[What this task involves]: Do any lines in the data below contain "Result"? If so, copy every one of them.

Records from a dataset
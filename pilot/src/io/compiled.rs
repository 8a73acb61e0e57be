//! Compiled-script documents.
//!
//! A finished step-through run can be saved as YAML or JSON and replayed
//! later without model calls:
//!
//! ```yaml
//! instructions: [ ...instruction lines... ]
//! compiled: [ ...action lines... ]
//! steps:
//!   - instruction: ...
//!     action: ...
//! ```
//!
//! `instructions` and `compiled` are flat line lists: every record's text is
//! split on `\n` and concatenated, so record boundaries are lost. `steps`
//! keeps the instruction/action pairs intact and is preferred when present.

use std::fs;
use std::path::Path;

use anyhow::{Context, Result, bail};
use serde::{Deserialize, Serialize};

use crate::core::history::{AttemptState, History};
use crate::core::script::{ParseError, Script, parse_script};
use crate::core::types::{ActionRecord, Instruction};

#[derive(Debug, Clone, PartialEq, Eq, Serialize, Deserialize)]
pub struct CompiledStep {
    pub instruction: String,
    pub action: String,
}

#[derive(Debug, Clone, Default, PartialEq, Eq, Serialize, Deserialize)]
pub struct CompiledScript {
    pub instructions: Vec<String>,
    #[serde(default, skip_serializing_if = "Option::is_none")]
    pub compiled: Option<Vec<String>>,
    #[serde(default, skip_serializing_if = "Option::is_none")]
    pub steps: Option<Vec<CompiledStep>>,
}

/// Document encodings, chosen by file extension.
#[derive(Debug, Clone, Copy, PartialEq, Eq)]
pub enum DocumentFormat {
    Yaml,
    Json,
}

impl DocumentFormat {
    /// `None` for anything other than `.yaml`, `.yml` or `.json`.
    pub fn from_path(path: &Path) -> Option<Self> {
        match path.extension().and_then(|ext| ext.to_str()) {
            Some("yaml") | Some("yml") => Some(DocumentFormat::Yaml),
            Some("json") => Some(DocumentFormat::Json),
            _ => None,
        }
    }
}

/// How a loaded document should be run.
#[derive(Debug, Clone, PartialEq)]
pub enum LoadedPlan {
    /// Synthesize each instruction in turn.
    StepThrough(Script),
    /// Execute pre-baked actions.
    Replay {
        records: Vec<ActionRecord>,
        /// True when the records came from `steps` and keep their boundaries.
        explicit_steps: bool,
    },
}

/// Split each record's instruction and action on `\n` and concatenate.
pub fn flatten(records: &[ActionRecord]) -> (Vec<String>, Vec<String>) {
    let instructions = records
        .iter()
        .flat_map(|record| record.instruction.lines().map(str::to_string))
        .collect();
    let actions = records
        .iter()
        .flat_map(|record| record.action.split('\n').map(str::to_string))
        .collect();
    (instructions, actions)
}

/// Build a document from every non-failed record in `history`.
pub fn serialize(history: &History) -> CompiledScript {
    let records: Vec<ActionRecord> = history
        .records()
        .iter()
        .filter(|record| record.state != AttemptState::Failed)
        .map(|record| record.to_action_record())
        .collect();
    let (instructions, compiled) = flatten(&records);
    let steps = records
        .into_iter()
        .map(|record| CompiledStep {
            instruction: record.instruction.as_str().to_string(),
            action: record.action,
        })
        .collect();
    CompiledScript {
        instructions,
        compiled: Some(compiled),
        steps: Some(steps),
    }
}

/// The flat instruction and action lines of a document.
pub fn deserialize(doc: &CompiledScript) -> (Vec<String>, Vec<String>) {
    (
        doc.instructions.clone(),
        doc.compiled.clone().unwrap_or_default(),
    )
}

impl CompiledScript {
    /// True when the document carries pre-baked actions.
    pub fn has_actions(&self) -> bool {
        self.steps.as_ref().is_some_and(|steps| !steps.is_empty())
            || self.compiled.as_ref().is_some_and(|lines| !lines.is_empty())
    }

    /// Decide between replay and step-through.
    ///
    /// With `use_compiled` and actions present, `steps` replay one record per
    /// step while legacy `compiled` lines replay as a single record. Otherwise
    /// the instructions are synthesized again: from `steps` when present, else
    /// by parsing the joined `instructions` lines as a script.
    pub fn plan(&self, use_compiled: bool) -> Result<LoadedPlan, ParseError> {
        if use_compiled && self.has_actions() {
            if let Some(steps) = self.steps.as_ref().filter(|steps| !steps.is_empty()) {
                let records = steps
                    .iter()
                    .map(|step| {
                        ActionRecord::new(Instruction::new(step.instruction.clone()), &step.action)
                    })
                    .collect();
                return Ok(LoadedPlan::Replay {
                    records,
                    explicit_steps: true,
                });
            }
            let (instructions, actions) = deserialize(self);
            let record = ActionRecord::new(Instruction::new(instructions.join("\n")), actions.join("\n"));
            return Ok(LoadedPlan::Replay {
                records: vec![record],
                explicit_steps: false,
            });
        }
        if let Some(steps) = self.steps.as_ref().filter(|steps| !steps.is_empty()) {
            let queue = steps
                .iter()
                .map(|step| Instruction::new(step.instruction.clone()))
                .filter(|instruction| !instruction.is_blank())
                .collect();
            return Ok(LoadedPlan::StepThrough(Script {
                queue,
                functions: Default::default(),
            }));
        }
        parse_script(&self.instructions.join("\n")).map(LoadedPlan::StepThrough)
    }
}

/// Load a compiled document; the format follows the file extension.
pub fn load_compiled(path: &Path) -> Result<CompiledScript> {
    let Some(format) = DocumentFormat::from_path(path) else {
        bail!(
            "compiled script {} must end with .yaml, .yml or .json",
            path.display()
        );
    };
    let contents = fs::read_to_string(path).with_context(|| format!("read {}", path.display()))?;
    let doc = match format {
        DocumentFormat::Yaml => serde_yaml::from_str(&contents)
            .with_context(|| format!("parse yaml {}", path.display()))?,
        DocumentFormat::Json => serde_json::from_str(&contents)
            .with_context(|| format!("parse json {}", path.display()))?,
    };
    Ok(doc)
}

/// Atomically write a compiled document (temp file + rename).
pub fn save_compiled(path: &Path, doc: &CompiledScript) -> Result<()> {
    let Some(format) = DocumentFormat::from_path(path) else {
        bail!(
            "output {} must end with .yaml, .yml or .json",
            path.display()
        );
    };
    let buf = match format {
        DocumentFormat::Yaml => serde_yaml::to_string(doc).context("serialize compiled yaml")?,
        DocumentFormat::Json => {
            let mut buf = serde_json::to_string_pretty(doc).context("serialize compiled json")?;
            buf.push('\n');
            buf
        }
    };
    if let Some(parent) = path.parent().filter(|p| !p.as_os_str().is_empty()) {
        fs::create_dir_all(parent)
            .with_context(|| format!("create directory {}", parent.display()))?;
    }
    let mut tmp_name = path.as_os_str().to_owned();
    tmp_name.push(".tmp");
    let tmp_path = Path::new(&tmp_name);
    fs::write(tmp_path, buf).with_context(|| format!("write temp {}", tmp_path.display()))?;
    fs::rename(tmp_path, path).with_context(|| format!("replace {}", path.display()))?;
    Ok(())
}
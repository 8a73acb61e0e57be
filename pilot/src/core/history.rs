//! Per-instruction attempt bookkeeping.
//!
//! One record per dispatched instruction. A retry replaces the action of the
//! current record instead of appending a new one, so the history always holds
//! exactly one logical attempt per instruction.

use serde::{Deserialize, Serialize};

use crate::core::types::{ActionRecord, Instruction};

#[derive(Debug, Clone, Copy, PartialEq, Eq, Serialize, Deserialize)]
#[serde(rename_all = "lowercase")]
pub enum AttemptState {
    /// Synthesized and provisionally counted as finished; not yet executed cleanly.
    Attempted,
    /// Executed without error.
    Confirmed,
    /// Ran out of attempts.
    Failed,
}

#[derive(Debug, Clone, PartialEq, Eq, Serialize, Deserialize)]
pub struct AttemptRecord {
    pub instruction: Instruction,
    pub action: String,
    pub state: AttemptState,
    /// Synthesis requests issued for this instruction so far (1-based).
    pub attempts: u32,
}

impl AttemptRecord {
    pub fn to_action_record(&self) -> ActionRecord {
        ActionRecord::new(self.instruction.clone(), self.action.clone())
    }
}

#[derive(Debug, Clone, Default, PartialEq, Eq)]
pub struct History {
    records: Vec<AttemptRecord>,
}

impl History {
    pub fn new() -> Self {
        Self::default()
    }

    /// Append a freshly synthesized record in the `Attempted` state.
    pub fn begin(&mut self, record: ActionRecord) -> &AttemptRecord {
        self.records.push(AttemptRecord {
            instruction: record.instruction,
            action: record.action,
            state: AttemptState::Attempted,
            attempts: 1,
        });
        let last = self.records.len() - 1;
        &self.records[last]
    }

    /// Swap in a re-synthesized action for the in-flight record.
    ///
    /// Returns `None` when there is no in-flight record.
    pub fn replace_current(&mut self, record: ActionRecord) -> Option<&AttemptRecord> {
        let current = self.current_mut()?;
        current.action = record.action;
        current.state = AttemptState::Attempted;
        current.attempts += 1;
        Some(&*current)
    }

    pub fn confirm_current(&mut self) {
        if let Some(current) = self.current_mut() {
            current.state = AttemptState::Confirmed;
        }
    }

    pub fn fail_current(&mut self) {
        if let Some(current) = self.current_mut() {
            current.state = AttemptState::Failed;
        }
    }

    /// The most recent record while it is still in flight.
    pub fn current(&self) -> Option<&AttemptRecord> {
        self.records
            .last()
            .filter(|record| record.state == AttemptState::Attempted)
    }

    fn current_mut(&mut self) -> Option<&mut AttemptRecord> {
        self.records
            .last_mut()
            .filter(|record| record.state == AttemptState::Attempted)
    }

    pub fn records(&self) -> &[AttemptRecord] {
        &self.records
    }

    pub fn action_records(&self) -> Vec<ActionRecord> {
        self.records
            .iter()
            .map(AttemptRecord::to_action_record)
            .collect()
    }

    /// Instructions counted as finished (attempted or confirmed), in order.
    pub fn finished_instructions(&self) -> Vec<&Instruction> {
        self.records
            .iter()
            .filter(|record| record.state != AttemptState::Failed)
            .map(|record| &record.instruction)
            .collect()
    }

    pub fn len(&self) -> usize {
        self.records.len()
    }

    pub fn is_empty(&self) -> bool {
        self.records.is_empty()
    }
}
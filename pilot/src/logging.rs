//! Diagnostic tracing for `pilot`.
//!
//! Tracing output goes to stderr and is controlled by `RUST_LOG`. It is
//! separate from the transcript written by `--transcript`, which is a run
//! artifact and always written when requested.

use tracing_subscriber::{EnvFilter, fmt, layer::SubscriberExt, util::SubscriberInitExt};

/// Initialize the tracing subscriber.
///
/// Reads `RUST_LOG`. Defaults to `warn` if unset.
/// Output: stderr, compact format.
///
/// # Example
/// ```bash
/// RUST_LOG=pilot=info pilot run task.txt
/// ```
pub fn init() {
    let filter = EnvFilter::try_from_default_env().unwrap_or_else(|_| EnvFilter::new("warn"));

    tracing_subscriber::registry()
        .with(filter)
        .with(fmt::layer().with_writer(std::io::stderr).compact())
        .init();
}
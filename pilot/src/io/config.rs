//! Pilot configuration stored in `pilot.toml`.

use std::fs;
use std::path::Path;
use std::time::Duration;

use anyhow::{Context, Result, anyhow};
use serde::{Deserialize, Serialize};

use crate::core::types::{OnExhausted, ReplayOnFailure};

/// Default config location, relative to the working directory.
pub const DEFAULT_CONFIG_PATH: &str = "pilot.toml";

/// Pilot configuration (TOML).
///
/// Edited by humans; missing fields fall back to defaults.
#[derive(Debug, Clone, Default, Serialize, Deserialize, PartialEq)]
#[serde(default)]
pub struct PilotConfig {
    pub model: ModelConfig,
    pub engine: EngineConfig,
}

/// Language-model backend settings.
#[derive(Debug, Clone, Serialize, Deserialize, PartialEq)]
#[serde(default)]
pub struct ModelConfig {
    /// Command that reads a prompt on stdin and prints the completion (e.g. `["llm","-m","gpt-4o-mini"]`).
    pub command: Vec<String>,

    /// Wall-clock limit for one completion request.
    pub timeout_secs: u64,

    /// Truncate model stdout/stderr beyond this many bytes.
    pub output_limit_bytes: usize,

    /// Fixed delay before resending a request after a transient provider fault.
    pub transient_backoff_secs: u64,

    pub temperature: f32,

    pub max_tokens: u32,
}

/// Execution engine settings.
#[derive(Debug, Clone, Serialize, Deserialize, PartialEq, Eq)]
#[serde(default)]
pub struct EngineConfig {
    /// Synthesis requests allowed per instruction, first attempt included.
    pub max_attempts: u32,

    pub on_exhausted: OnExhausted,

    /// Run the static deny-list check before executing each action.
    pub safety_check: bool,

    /// Replay pre-compiled actions when a document carries them.
    pub use_compiled: bool,

    pub replay_on_failure: ReplayOnFailure,

    /// Upper bound on the failure diagnostic fed back into retry prompts.
    pub diagnostic_limit_bytes: usize,
}

impl Default for ModelConfig {
    fn default() -> Self {
        Self {
            command: vec![
                "llm".to_string(),
                "-m".to_string(),
                "gpt-4o-mini".to_string(),
            ],
            timeout_secs: 120,
            output_limit_bytes: 100_000,
            transient_backoff_secs: 5,
            temperature: 0.0,
            max_tokens: 1024,
        }
    }
}

impl Default for EngineConfig {
    fn default() -> Self {
        Self {
            max_attempts: 3,
            on_exhausted: OnExhausted::Fatal,
            safety_check: true,
            use_compiled: true,
            replay_on_failure: ReplayOnFailure::Fatal,
            diagnostic_limit_bytes: 2_000,
        }
    }
}

impl ModelConfig {
    pub fn timeout(&self) -> Duration {
        Duration::from_secs(self.timeout_secs)
    }

    pub fn transient_backoff(&self) -> Duration {
        Duration::from_secs(self.transient_backoff_secs)
    }
}

impl PilotConfig {
    pub fn validate(&self) -> Result<()> {
        if self.model.command.is_empty() || self.model.command[0].trim().is_empty() {
            return Err(anyhow!("model.command must be a non-empty array"));
        }
        if self.model.timeout_secs == 0 {
            return Err(anyhow!("model.timeout_secs must be > 0"));
        }
        if self.model.output_limit_bytes == 0 {
            return Err(anyhow!("model.output_limit_bytes must be > 0"));
        }
        if !(0.0..=2.0).contains(&self.model.temperature) {
            return Err(anyhow!("model.temperature must be within 0.0..=2.0"));
        }
        if self.model.max_tokens == 0 {
            return Err(anyhow!("model.max_tokens must be > 0"));
        }
        if self.engine.max_attempts == 0 {
            return Err(anyhow!("engine.max_attempts must be > 0"));
        }
        if self.engine.diagnostic_limit_bytes == 0 {
            return Err(anyhow!("engine.diagnostic_limit_bytes must be > 0"));
        }
        Ok(())
    }
}

/// Load config from a TOML file.
///
/// If the file is missing, returns `PilotConfig::default()`.
pub fn load_config(path: &Path) -> Result<PilotConfig> {
    if !path.exists() {
        let cfg = PilotConfig::default();
        cfg.validate()?;
        return Ok(cfg);
    }
    let contents = fs::read_to_string(path).with_context(|| format!("read {}", path.display()))?;
    let cfg: PilotConfig =
        toml::from_str(&contents).with_context(|| format!("parse {}", path.display()))?;
    cfg.validate()?;
    Ok(cfg)
}

/// Atomically write config to disk (temp file + rename).
pub fn write_config(path: &Path, cfg: &PilotConfig) -> Result<()> {
    cfg.validate()?;
    let mut buf = toml::to_string_pretty(cfg).context("serialize config toml")?;
    buf.push('\n');
    write_atomic(path, &buf)
}

fn write_atomic(path: &Path, contents: &str) -> Result<()> {
    if let Some(parent) = path.parent().filter(|p| !p.as_os_str().is_empty()) {
        fs::create_dir_all(parent)
            .with_context(|| format!("create directory {}", parent.display()))?;
    }
    let tmp_path = path.with_extension("toml.tmp");
    fs::write(&tmp_path, contents)
        .with_context(|| format!("write temp config {}", tmp_path.display()))?;
    fs::rename(&tmp_path, path).with_context(|| format!("replace config {}", path.display()))?;
    Ok(())
}

#[cfg(test)]
mod tests {
    use super::*;

    #[test]
    fn load_missing_returns_default() {
        let temp = tempfile::tempdir().expect("tempdir");
        let cfg = load_config(&temp.path().join("missing.toml")).expect("load");
        assert_eq!(cfg, PilotConfig::default());
    }

    #[test]
    fn write_then_load_round_trips() {
        let temp = tempfile::tempdir().expect("tempdir");
        let path = temp.path().join("pilot.toml");
        let mut cfg = PilotConfig::default();
        cfg.engine.on_exhausted = OnExhausted::Continue;
        write_config(&path, &cfg).expect("write");
        let loaded = load_config(&path).expect("load");
        assert_eq!(loaded, cfg);
    }

    #[test]
    fn partial_file_fills_defaults() {
        let temp = tempfile::tempdir().expect("tempdir");
        let path = temp.path().join("pilot.toml");
        fs::write(
            &path,
            "[engine]\nmax_attempts = 5\nreplay_on_failure = \"step_through\"\n",
        )
        .expect("write");
        let cfg = load_config(&path).expect("load");
        assert_eq!(cfg.engine.max_attempts, 5);
        assert_eq!(cfg.engine.replay_on_failure, ReplayOnFailure::StepThrough);
        assert_eq!(cfg.model, ModelConfig::default());
    }

    #[test]
    fn zero_attempts_is_rejected() {
        let mut cfg = PilotConfig::default();
        cfg.engine.max_attempts = 0;
        let err = cfg.validate().unwrap_err();
        assert!(err.to_string().contains("max_attempts"));
    }
}
//! Side-effecting collaborators: files, child processes, prompts and surfaces.

pub mod compiled;
pub mod config;
pub mod model;
pub mod process;
pub mod prompt;
pub mod surface;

[Exercise solution]:
use anyhow::{Context, Result, bail};
    pub fn plan(&self, use_compiled: bool) -> Result<LoadedPlan, ParseError> {
pub fn load_compiled(path: &Path) -> Result<CompiledScript> {
pub fn save_compiled(path: &Path, doc: &CompiledScript) -> Result<()> {
use anyhow::{Context, Result, anyhow};
    pub fn validate(&self) -> Result<()> {
pub fn load_config(path: &Path) -> Result<PilotConfig> {
pub fn write_config(path: &Path, cfg: &PilotConfig) -> Result<()> {
fn write_atomic(path: &Path, contents: &str) -> Result<()> {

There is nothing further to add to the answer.